YOUR GOAL ▸
Repeat only the lines below from the one containing "single stored file." through the one containing "#[derive(Debug, thiserror::Error)]", inclusive, exactly as written.
──────── SOURCE INFORMATION ────────
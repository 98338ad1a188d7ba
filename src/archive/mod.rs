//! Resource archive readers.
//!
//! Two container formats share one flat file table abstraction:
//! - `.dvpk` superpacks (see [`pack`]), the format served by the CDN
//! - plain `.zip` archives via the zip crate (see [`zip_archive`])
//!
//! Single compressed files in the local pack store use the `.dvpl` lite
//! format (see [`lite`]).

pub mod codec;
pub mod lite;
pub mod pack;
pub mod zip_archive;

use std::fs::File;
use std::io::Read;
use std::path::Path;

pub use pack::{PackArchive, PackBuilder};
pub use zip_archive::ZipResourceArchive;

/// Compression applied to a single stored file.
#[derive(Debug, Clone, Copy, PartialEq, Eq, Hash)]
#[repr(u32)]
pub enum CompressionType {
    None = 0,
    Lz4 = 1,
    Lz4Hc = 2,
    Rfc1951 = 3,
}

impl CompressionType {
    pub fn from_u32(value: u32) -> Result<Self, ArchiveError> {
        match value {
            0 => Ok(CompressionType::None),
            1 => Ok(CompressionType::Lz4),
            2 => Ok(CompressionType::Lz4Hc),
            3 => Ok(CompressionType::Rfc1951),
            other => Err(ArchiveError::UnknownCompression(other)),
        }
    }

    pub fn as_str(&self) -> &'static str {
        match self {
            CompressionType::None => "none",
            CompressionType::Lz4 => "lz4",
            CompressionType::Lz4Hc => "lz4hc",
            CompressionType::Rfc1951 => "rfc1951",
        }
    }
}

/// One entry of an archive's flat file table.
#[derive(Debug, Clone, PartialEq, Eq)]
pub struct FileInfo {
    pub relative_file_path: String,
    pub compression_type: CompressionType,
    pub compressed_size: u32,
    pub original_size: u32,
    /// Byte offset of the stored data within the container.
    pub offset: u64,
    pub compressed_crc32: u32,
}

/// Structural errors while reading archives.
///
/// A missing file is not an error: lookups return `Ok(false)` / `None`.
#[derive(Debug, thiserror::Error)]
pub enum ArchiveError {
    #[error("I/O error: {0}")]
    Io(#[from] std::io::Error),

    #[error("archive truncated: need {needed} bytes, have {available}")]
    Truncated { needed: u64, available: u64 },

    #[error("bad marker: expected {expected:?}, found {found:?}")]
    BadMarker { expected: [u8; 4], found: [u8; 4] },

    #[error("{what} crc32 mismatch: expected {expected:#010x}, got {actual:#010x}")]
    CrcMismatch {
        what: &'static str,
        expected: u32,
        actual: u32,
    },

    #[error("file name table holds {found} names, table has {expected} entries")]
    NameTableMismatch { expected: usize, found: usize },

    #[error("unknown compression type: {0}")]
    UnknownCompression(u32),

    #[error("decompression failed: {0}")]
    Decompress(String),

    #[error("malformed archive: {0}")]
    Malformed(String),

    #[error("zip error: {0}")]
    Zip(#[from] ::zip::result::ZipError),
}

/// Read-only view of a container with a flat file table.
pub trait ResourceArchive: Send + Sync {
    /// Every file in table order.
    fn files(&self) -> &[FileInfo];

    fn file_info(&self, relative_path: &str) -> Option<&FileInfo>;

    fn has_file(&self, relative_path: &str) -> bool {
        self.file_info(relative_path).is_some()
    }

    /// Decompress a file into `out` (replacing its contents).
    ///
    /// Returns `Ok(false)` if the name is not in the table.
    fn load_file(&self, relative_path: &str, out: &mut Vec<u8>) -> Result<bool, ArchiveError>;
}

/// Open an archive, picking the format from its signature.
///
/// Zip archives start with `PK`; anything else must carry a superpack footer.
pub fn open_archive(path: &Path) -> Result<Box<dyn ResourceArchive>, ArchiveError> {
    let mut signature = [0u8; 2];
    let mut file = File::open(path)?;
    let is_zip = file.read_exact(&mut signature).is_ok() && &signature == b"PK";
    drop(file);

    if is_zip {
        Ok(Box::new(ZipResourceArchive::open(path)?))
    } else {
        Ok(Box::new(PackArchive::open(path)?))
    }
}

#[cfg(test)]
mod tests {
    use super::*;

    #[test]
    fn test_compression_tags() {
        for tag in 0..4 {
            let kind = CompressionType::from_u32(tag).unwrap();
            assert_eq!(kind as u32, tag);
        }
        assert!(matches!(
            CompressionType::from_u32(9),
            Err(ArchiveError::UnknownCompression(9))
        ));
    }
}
────────
TASK OUTPUT ▸
/// Compression applied to a single stored file.
#[derive(Debug, Clone, Copy, PartialEq, Eq, Hash)]
#[repr(u32)]
pub enum CompressionType {
    None = 0,
    Lz4 = 1,
    Lz4Hc = 2,
    Rfc1951 = 3,
}

impl CompressionType {
    pub fn from_u32(value: u32) -> Result<Self, ArchiveError> {
        match value {
            0 => Ok(CompressionType::None),
            1 => Ok(CompressionType::Lz4),
            2 => Ok(CompressionType::Lz4Hc),
            3 => Ok(CompressionType::Rfc1951),
            other => Err(ArchiveError::UnknownCompression(other)),
        }
    }

    pub fn as_str(&self) -> &'static str {
        match self {
            CompressionType::None => "none",
            CompressionType::Lz4 => "lz4",
            CompressionType::Lz4Hc => "lz4hc",
            CompressionType::Rfc1951 => "rfc1951",
        }
    }
}

/// One entry of an archive's flat file table.
#[derive(Debug, Clone, PartialEq, Eq)]
pub struct FileInfo {
    pub relative_file_path: String,
    pub compression_type: CompressionType,
    pub compressed_size: u32,
    pub original_size: u32,
    /// Byte offset of the stored data within the container.
    pub offset: u64,
    pub compressed_crc32: u32,
}

/// Structural errors while reading archives.
///
/// A missing file is not an error: lookups return `Ok(false)` / `None`.
#[derive(Debug, thiserror::Error)]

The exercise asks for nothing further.